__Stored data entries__
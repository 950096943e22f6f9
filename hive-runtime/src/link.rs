//! Bidirectional links.
//!
//! A link between A and B is two entries drawn from the shared link pool:
//! one in A's list naming B and one in B's list naming A. Either side's death
//! removes both and sends the survivor a `System`/[`EXIT_TAG`] message from
//! [`ActorId::SYSTEM`] carrying the dead actor's id and exit reason. Linked
//! actors are notified, not killed; what to do about a partner's death is the
//! survivor's decision.

use tracing::trace;

use crate::actor::ActorId;
use crate::error::{Error, Result};
use crate::message::{ExitReason, EXIT_TAG};
use crate::scheduler::{Kernel, KernelState};

impl KernelState {
    fn linked(&self, a: ActorId, b: ActorId) -> bool {
        self.actors
            .get(a.slot())
            .is_some_and(|cb| cb.links.find(&self.link_nodes, |&p| p == b).is_some())
    }

    pub(crate) fn link(&mut self, me: ActorId, target: ActorId) -> Result<()> {
        if target == me {
            return Err(Error::InvalidArgument("link to self"));
        }
        if !self.is_live(target) {
            return Err(Error::InvalidArgument("link target is not alive"));
        }
        if self.linked(me, target) {
            return Ok(());
        }
        if self.link_nodes.capacity() - self.link_nodes.len() < 2 {
            return Err(Error::ResourceExhausted("link entries"));
        }
        for (owner, partner) in [(me, target), (target, me)] {
            if let Some(cb) = self.actors.get_mut(owner.slot()) {
                cb.links
                    .append(&mut self.link_nodes, partner)
                    .map_err(|_| Error::ResourceExhausted("link entries"))?;
            }
        }
        trace!(%me, %target, "linked");
        Ok(())
    }

    /// Remove `partner` from `owner`'s link list, if present.
    fn drop_link(&mut self, owner: ActorId, partner: ActorId) -> bool {
        let Some(cb) = self.actors.get_mut(owner.slot()) else {
            return false;
        };
        if cb.id != owner {
            return false;
        }
        cb.links
            .find_remove(&mut self.link_nodes, |&p| p == partner)
            .is_some()
    }

    pub(crate) fn unlink(&mut self, me: ActorId, target: ActorId) {
        if self.drop_link(me, target) | self.drop_link(target, me) {
            trace!(%me, %target, "unlinked");
        }
    }

    /// Tear down `dead`'s links and tell each live partner.
    pub(crate) fn propagate_exit(&mut self, dead: ActorId, reason: ExitReason, notify: bool) {
        let Some(cb) = self.actors.get_mut(dead.slot()) else {
            return;
        };
        let mut links = std::mem::take(&mut cb.links);
        while let Some(partner) = links.pop_front(&mut self.link_nodes) {
            self.drop_link(partner, dead);
            if !notify || !self.is_live(partner) {
                continue;
            }
            self.send_notice(partner, EXIT_TAG, dead, reason, None);
        }
    }
}

impl Kernel {
    pub(crate) fn link(&self, me: ActorId, target: ActorId) -> Result<()> {
        self.current_slot(me)?;
        self.state().link(me, target)
    }

    pub(crate) fn unlink(&self, me: ActorId, target: ActorId) -> Result<()> {
        self.current_slot(me)?;
        self.state().unlink(me, target);
        Ok(())
    }
}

__What to do__
Your answer must be an exact transcription of every record above.

__Finished exercise__
repository 950096943e22f6f9
filename hive-runtime/src/link.rs
//! Bidirectional links.
//!
//! A link between A and B is two entries drawn from the shared link pool:
//! one in A's list naming B and one in B's list naming A. Either side's death
//! removes both and sends the survivor a `System`/[`EXIT_TAG`] message from
//! [`ActorId::SYSTEM`] carrying the dead actor's id and exit reason. Linked
//! actors are notified, not killed; what to do about a partner's death is the
//! survivor's decision.

use tracing::trace;

use crate::actor::ActorId;
use crate::error::{Error, Result};
use crate::message::{ExitReason, EXIT_TAG};
use crate::scheduler::{Kernel, KernelState};

impl KernelState {
    fn linked(&self, a: ActorId, b: ActorId) -> bool {
        self.actors
            .get(a.slot())
            .is_some_and(|cb| cb.links.find(&self.link_nodes, |&p| p == b).is_some())
    }

    pub(crate) fn link(&mut self, me: ActorId, target: ActorId) -> Result<()> {
        if target == me {
            return Err(Error::InvalidArgument("link to self"));
        }
        if !self.is_live(target) {
            return Err(Error::InvalidArgument("link target is not alive"));
        }
        if self.linked(me, target) {
            return Ok(());
        }
        if self.link_nodes.capacity() - self.link_nodes.len() < 2 {
            return Err(Error::ResourceExhausted("link entries"));
        }
        for (owner, partner) in [(me, target), (target, me)] {
            if let Some(cb) = self.actors.get_mut(owner.slot()) {
                cb.links
                    .append(&mut self.link_nodes, partner)
                    .map_err(|_| Error::ResourceExhausted("link entries"))?;
            }
        }
        trace!(%me, %target, "linked");
        Ok(())
    }

    /// Remove `partner` from `owner`'s link list, if present.
    fn drop_link(&mut self, owner: ActorId, partner: ActorId) -> bool {
        let Some(cb) = self.actors.get_mut(owner.slot()) else {
            return false;
        };
        if cb.id != owner {
            return false;
        }
        cb.links
            .find_remove(&mut self.link_nodes, |&p| p == partner)
            .is_some()
    }

    pub(crate) fn unlink(&mut self, me: ActorId, target: ActorId) {
        if self.drop_link(me, target) | self.drop_link(target, me) {
            trace!(%me, %target, "unlinked");
        }
    }

    /// Tear down `dead`'s links and tell each live partner.
    pub(crate) fn propagate_exit(&mut self, dead: ActorId, reason: ExitReason, notify: bool) {
        let Some(cb) = self.actors.get_mut(dead.slot()) else {
            return;
        };
        let mut links = std::mem::take(&mut cb.links);
        while let Some(partner) = links.pop_front(&mut self.link_nodes) {
            self.drop_link(partner, dead);
            if !notify || !self.is_live(partner) {
                continue;
            }
            self.send_notice(partner, EXIT_TAG, dead, reason, None);
        }
    }
}

impl Kernel {
    pub(crate) fn link(&self, me: ActorId, target: ActorId) -> Result<()> {
        self.current_slot(me)?;
        self.state().link(me, target)
    }

    pub(crate) fn unlink(&self, me: ActorId, target: ActorId) -> Result<()> {
        self.current_slot(me)?;
        self.state().unlink(me, target);
        Ok(())
    }
}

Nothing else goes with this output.